§ DATA FOR THE TASK:
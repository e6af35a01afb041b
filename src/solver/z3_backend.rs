//! Z3 后端：一个持久的 `Context`/`Solver`，`push`/`pop` 直接映射到 Z3 的作用域。
//!
//! 变量上下界不作为断言加入（否则会被 `pop` 一并撤销），而是在每次 `check` 时作为假设传入。
use ouroboros::self_referencing;
use z3::ast::{Ast, Bool, Int};
use z3::{Config, Context, Params, SatResult, Solver};

use crate::cancel::{CancelToken, Interrupted};
use crate::solver::{CheckResult, ConstraintBackend, Formula, LinearExpr, Model, Relation, Var};

#[self_referencing]
struct Session {
    context: Context,

    #[borrows(context)]
    #[not_covariant]
    solver: Solver<'this>,

    #[borrows(context)]
    #[not_covariant]
    vars: Vec<Int<'this>>,

    /// Declared variable bounds, passed as assumptions.
    #[borrows(context)]
    #[not_covariant]
    bounds: Vec<Bool<'this>>,
}

pub struct Z3Backend {
    session: Session,
    depth: u32,
}

impl Z3Backend {
    pub fn new(timeout_ms: u32) -> Self {
        let session = SessionBuilder {
            context: Context::new(&Config::new()),
            solver_builder: |context| {
                let solver = Solver::new(context);
                if timeout_ms > 0 {
                    let mut params = Params::new(context);
                    params.set_u32("timeout", timeout_ms);
                    solver.set_params(&params);
                }
                solver
            },
            vars_builder: |_| Vec::new(),
            bounds_builder: |_| Vec::new(),
        }
        .build();
        Self { session, depth: 0 }
    }
}

impl Default for Z3Backend {
    fn default() -> Self {
        Self::new(0)
    }
}

fn translate_expr<'ctx>(ctx: &'ctx Context, vars: &[Int<'ctx>], expr: &LinearExpr) -> Int<'ctx> {
    let mut summands = expr
        .terms()
        .iter()
        .map(|(var, c)| Int::mul(ctx, &[&vars[var.index()], &Int::from_i64(ctx, *c)]))
        .collect::<Vec<_>>();
    summands.push(Int::from_i64(ctx, expr.constant_part()));
    Int::add(ctx, &summands.iter().collect::<Vec<_>>())
}

fn translate<'ctx>(ctx: &'ctx Context, vars: &[Int<'ctx>], formula: &Formula) -> Bool<'ctx> {
    match formula {
        Formula::True => Bool::from_bool(ctx, true),
        Formula::False => Bool::from_bool(ctx, false),
        Formula::Atom(atom) => {
            let expr = translate_expr(ctx, vars, &atom.expr);
            let zero = Int::from_i64(ctx, 0);
            match atom.relation {
                Relation::Le => expr.le(&zero),
                Relation::Ge => expr.ge(&zero),
                Relation::Eq => expr._eq(&zero),
            }
        }
        Formula::And(parts) => {
            let parts = parts
                .iter()
                .map(|p| translate(ctx, vars, p))
                .collect::<Vec<_>>();
            Bool::and(ctx, &parts.iter().collect::<Vec<_>>())
        }
        Formula::Or(parts) => {
            let parts = parts
                .iter()
                .map(|p| translate(ctx, vars, p))
                .collect::<Vec<_>>();
            Bool::or(ctx, &parts.iter().collect::<Vec<_>>())
        }
    }
}

impl ConstraintBackend for Z3Backend {
    fn new_var(&mut self, name: &str, lower: Option<i64>, upper: Option<i64>) -> Var {
        self.session.with_mut(|fields| {
            let ctx = fields.context;
            let index = fields.vars.len();
            let var = Int::new_const(ctx, format!("{name}#{index}"));
            if let Some(lower) = lower {
                fields.bounds.push(var.ge(&Int::from_i64(ctx, lower)));
            }
            if let Some(upper) = upper {
                fields.bounds.push(var.le(&Int::from_i64(ctx, upper)));
            }
            fields.vars.push(var);
            Var(index)
        })
    }

    fn assert(&mut self, formula: Formula) {
        self.session.with_mut(|fields| {
            let constraint = translate(fields.context, &fields.vars[..], &formula);
            fields.solver.assert(&constraint);
        });
    }

    fn push(&mut self) {
        self.depth += 1;
        self.session.with_solver(|solver| solver.push());
    }

    fn pop(&mut self) {
        if self.depth == 0 {
            return;
        }
        self.depth -= 1;
        self.session.with_solver(|solver| solver.pop(1));
    }

    fn check(&mut self, cancel: &CancelToken) -> Result<CheckResult, Interrupted> {
        cancel.check()?;
        let result = self.session.with_mut(|fields| {
            let outcome = fields.solver.check_assumptions(&fields.bounds[..]);
            match outcome {
                SatResult::Sat => {
                    let Some(model) = fields.solver.get_model() else {
                        return CheckResult::Unknown;
                    };
                    let values = fields
                        .vars
                        .iter()
                        .map(|var| model.eval(var, true).and_then(|value| value.as_i64()))
                        .collect::<Option<Vec<_>>>();
                    match values {
                        Some(values) => CheckResult::Sat(Model::new(values)),
                        None => {
                            log::warn!("z3 model value does not fit into 64 bits");
                            CheckResult::Unknown
                        }
                    }
                }
                SatResult::Unsat => CheckResult::Unsat,
                SatResult::Unknown => {
                    log::debug!(
                        "z3 returned unknown: {}",
                        fields.solver.get_reason_unknown().unwrap_or_default()
                    );
                    CheckResult::Unknown
                }
            }
        });
        cancel.check()?;
        Ok(result)
    }

    fn name(&self) -> &'static str {
        "z3"
    }
}

#[cfg(test)]
mod tests {
    use super::*;

    #[test]
    fn values_beyond_the_search_range_are_found() {
        let mut solver = Z3Backend::default();
        let x = solver.new_var("x", Some(0), None);
        solver.assert(Formula::ge(x, 1_000_000i64));
        let model = solver.check(&CancelToken::new()).unwrap().model().unwrap();
        assert!(model.value(x) >= 1_000_000);
    }

    #[test]
    fn unbounded_parity_conflict_is_unsat() {
        let mut solver = Z3Backend::default();
        let x = solver.new_var("x", None, None);
        let y = solver.new_var("y", None, None);
        solver.assert(Formula::eq(
            LinearExpr::term(x, 2) - LinearExpr::term(y, 2),
            1i64,
        ));
        assert_eq!(solver.check(&CancelToken::new()).unwrap(), CheckResult::Unsat);
    }

    #[test]
    fn scopes_map_onto_solver_push_and_pop() {
        let mut solver = Z3Backend::default();
        let x = solver.new_var("x", Some(0), Some(10));
        solver.assert(Formula::or(vec![Formula::le(x, 2i64), Formula::ge(x, 8i64)]));
        solver.push();
        solver.assert(Formula::ge(x, 3i64));
        let model = solver.check(&CancelToken::new()).unwrap().model().unwrap();
        assert!(model.value(x) >= 8);
        // declared inside the scope, its bounds survive the pop
        let y = solver.new_var("y", Some(5), Some(5));
        solver.assert(Formula::le(x, 7i64));
        assert_eq!(solver.check(&CancelToken::new()).unwrap(), CheckResult::Unsat);
        solver.pop();
        solver.assert(Formula::eq(x, LinearExpr::from(y) + LinearExpr::constant(3)));
        let model = solver.check(&CancelToken::new()).unwrap().model().unwrap();
        assert_eq!(model.value(y), 5);
        assert_eq!(model.value(x), 8);
    }

    #[test]
    fn unbalanced_pop_is_ignored() {
        let mut solver = Z3Backend::default();
        let x = solver.new_var("x", Some(1), None);
        solver.pop();
        solver.assert(Formula::le(x, 3i64));
        assert!(solver.check(&CancelToken::new()).unwrap().model().is_some());
    }
}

§ AIM OF THE EXERCISE:
Each line above that includes the word "depth" is to be copied.

§ THE ANSWER:
    depth: u32,
        Self { session, depth: 0 }
        self.depth += 1;
        if self.depth == 0 {
        self.depth -= 1;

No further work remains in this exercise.